Si nous suivons le raisonnement d’Eliade, c’est toute la géographie du monde dans lequel évolue l’homme traditionnel qui se trouve pénétrée de transcendance : de la hiérophanie des objets du communs aux éléments topographiques en passant par les temples et les villes, c’est l’intégralité du monde pré-moderne qui semble se trouver centré, structuré, « archétypé »[6] par le divin.             

De même, les territoires sauvages et inconnus, habités par les monstres, sont attribués à ce que les grecs appelaient « Chaos » : régions « indifférenciées » et « informes » tel que se trouvait le monde avant la création. Les rites tiennent alors lieu de répétition de l’acte de création effectué à l’origine par le divin. Pour l’homme traditionnel, le culte sert, en quelque sorte, d’instrument d’appropriation du naturel sauvage : « l’établissement dans une contrée nouvelle, inconnue et inculte, équivaut à un acte de création »[7]. Finalement, cette géographie de la transcendance trahit, toujours selon Mircea Eliade, « l’obsession du réel, la soif du primitif pour l’être »[8]. 

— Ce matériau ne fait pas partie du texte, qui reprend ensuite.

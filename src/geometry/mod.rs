//! CPU-side geometry builders for the shapes the scenes place.

pub mod primitives;
pub mod vertex;

pub use primitives::{
    cuboid_mesh, icosahedron_mesh, point_cloud, sphere_mesh, torus_knot_mesh, torus_mesh, Geometry,
};
pub use vertex::Vertex;
//! Gift source backed by a JSON dump of Telegram responses

use std::fs;
use std::path::Path;

use async_trait::async_trait;
use serde::Deserialize;
use tracing::info;

use super::{normalize_username, AccountResolver, GiftPageSource, UserHandle};
use crate::domain::gift::RawGiftRecord;
use crate::shared::errors::AppError;

#[derive(Debug, Clone, Deserialize)]
struct SnapshotFile {
    users: Vec<SnapshotUser>,
}

#[derive(Debug, Clone, Deserialize)]
struct SnapshotUser {
    username: String,
    user_id: i64,
    access_hash: i64,
    #[serde(default)]
    gifts: Vec<RawGiftRecord>,
}

/// Serves both username resolution and gift pages from a snapshot file:
///
/// ```json
/// { "users": [ { "username": "alice", "user_id": 1, "access_hash": 2, "gifts": [] } ] }
/// ```
pub struct SnapshotGiftSource {
    users: Vec<SnapshotUser>,
}

impl SnapshotGiftSource {
    pub fn from_file<P: AsRef<Path>>(path: P) -> Result<Self, AppError> {
        let path = path.as_ref();
        let content = fs::read_to_string(path).map_err(|e| {
            AppError::SnapshotError(format!("Failed to read {}: {}", path.display(), e))
        })?;
        let source = Self::from_json(&content)?;
        info!(path = %path.display(), users = source.users.len(), "loaded gift snapshot");
        Ok(source)
    }

    pub fn from_json(content: &str) -> Result<Self, AppError> {
        let file: SnapshotFile = serde_json::from_str(content)
            .map_err(|e| AppError::SnapshotError(format!("Failed to parse snapshot: {}", e)))?;
        Ok(Self { users: file.users })
    }

    fn parse_offset(offset: &str) -> Result<usize, AppError> {
        if offset.is_empty() {
            return Ok(0);
        }
        offset
            .parse()
            .map_err(|_| AppError::GiftFetchError(format!("Invalid page offset: {:?}", offset)))
    }
}

#[async_trait]
impl AccountResolver for SnapshotGiftSource {
    async fn resolve_username(&self, username: &str) -> Result<Option<UserHandle>, AppError> {
        let wanted = normalize_username(username);
        Ok(self
            .users
            .iter()
            .find(|user| normalize_username(&user.username) == wanted)
            .map(|user| UserHandle {
                user_id: user.user_id,
                access_hash: user.access_hash,
            }))
    }
}

#[async_trait]
impl GiftPageSource for SnapshotGiftSource {
    async fn fetch_user_gifts(
        &self,
        user: &UserHandle,
        offset: &str,
        limit: u32,
    ) -> Result<Vec<RawGiftRecord>, AppError> {
        let start = Self::parse_offset(offset)?;
        let entry = self
            .users
            .iter()
            .find(|u| u.user_id == user.user_id && u.access_hash == user.access_hash)
            .ok_or_else(|| {
                AppError::GiftFetchError(format!("Unknown user handle: {}", user.user_id))
            })?;

        Ok(entry
            .gifts
            .iter()
            .skip(start)
            .take(limit as usize)
            .cloned()
            .collect())
    }
}

#[cfg(test)]
mod tests {
    use super::*;
    use crate::domain::gift::RawGift;

    const SNAPSHOT: &str = r#"{
        "users": [
            {
                "username": "Alice",
                "user_id": 1,
                "access_hash": 100,
                "gifts": [
                    { "date": 10, "from_id": 2, "gift": { "type": "StarGift", "id": 1, "stars": 50, "convert_stars": 40 } },
                    { "date": 20, "gift": { "type": "StarGiftUnique", "id": 2, "title": "Neko Helmet", "slug": "NekoHelmet-9", "num": 9, "availability_issued": 10, "availability_total": 20 } },
                    { "date": 30, "gift": { "type": "StarGiftUpgrade", "id": 3 } }
                ]
            },
            { "username": "bob", "user_id": 2, "access_hash": 200 }
        ]
    }"#;

    #[tokio::test]
    async fn test_resolves_username_case_insensitively() {
        let source = SnapshotGiftSource::from_json(SNAPSHOT).unwrap();

        let handle = source.resolve_username("@alice").await.unwrap();
        assert_eq!(handle, Some(UserHandle { user_id: 1, access_hash: 100 }));
        assert_eq!(source.resolve_username("carol").await.unwrap(), None);
    }

    #[tokio::test]
    async fn test_page_respects_offset_and_limit() {
        let source = SnapshotGiftSource::from_json(SNAPSHOT).unwrap();
        let handle = UserHandle { user_id: 1, access_hash: 100 };

        let page = source.fetch_user_gifts(&handle, "", 50).await.unwrap();
        assert_eq!(page.len(), 3);
        assert_eq!(page[2].gift, RawGift::Unsupported);

        let page = source.fetch_user_gifts(&handle, "1", 1).await.unwrap();
        assert_eq!(page.len(), 1);
        assert_eq!(page[0].date, 20);
    }

    #[tokio::test]
    async fn test_user_without_gifts() {
        let source = SnapshotGiftSource::from_json(SNAPSHOT).unwrap();
        let handle = UserHandle { user_id: 2, access_hash: 200 };
        assert!(source.fetch_user_gifts(&handle, "", 50).await.unwrap().is_empty());
    }

    #[tokio::test]
    async fn test_bad_offset_and_unknown_handle_are_errors() {
        let source = SnapshotGiftSource::from_json(SNAPSHOT).unwrap();
        let handle = UserHandle { user_id: 1, access_hash: 100 };

        assert!(matches!(
            source.fetch_user_gifts(&handle, "next", 50).await,
            Err(AppError::GiftFetchError(_))
        ));
        let stranger = UserHandle { user_id: 9, access_hash: 9 };
        assert!(matches!(
            source.fetch_user_gifts(&stranger, "", 50).await,
            Err(AppError::GiftFetchError(_))
        ));
    }

    #[test]
    fn test_malformed_snapshot() {
        assert!(matches!(
            SnapshotGiftSource::from_json("{\"users\": 3}"),
            Err(AppError::SnapshotError(_))
        ));
    }
}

  • Les mythes et l’Histoire : l’éternel retour
             Nous avons vu que les sociétés traditionnelles ne confèrent une réalité à un objet ou un acte qu’a partir du moment où ils imitent ou répètent un archétype, c’est-à-dire qu’ils se voit attribuer une charge de transcendance par le biais d’un rattachement au mythologique. Tout ce qui ne se réfère pas à un modèle « extra-terrestre » se voit « dénué de sens » et manque de « réalité » : 

« Les hommes aurait donc tendance à devenir archétypaux et paradigmatiques. Cette tendance peut paraitre paradoxale, dans ce sens que l’homme des cultures traditionnelles ne se reconnait comme réel que dans la mesure où il cesse d’être lui-même (pour un observateur moderne) et se contente d’imiter et de répéter les gestes d’un autre [divin, mythologique]. En d’autres termes, il ne se reconnait comme réel, c’est-à-dire comme « véritablement lui-même », que dans la mesure où il cesse précisément de l’être »[9]. 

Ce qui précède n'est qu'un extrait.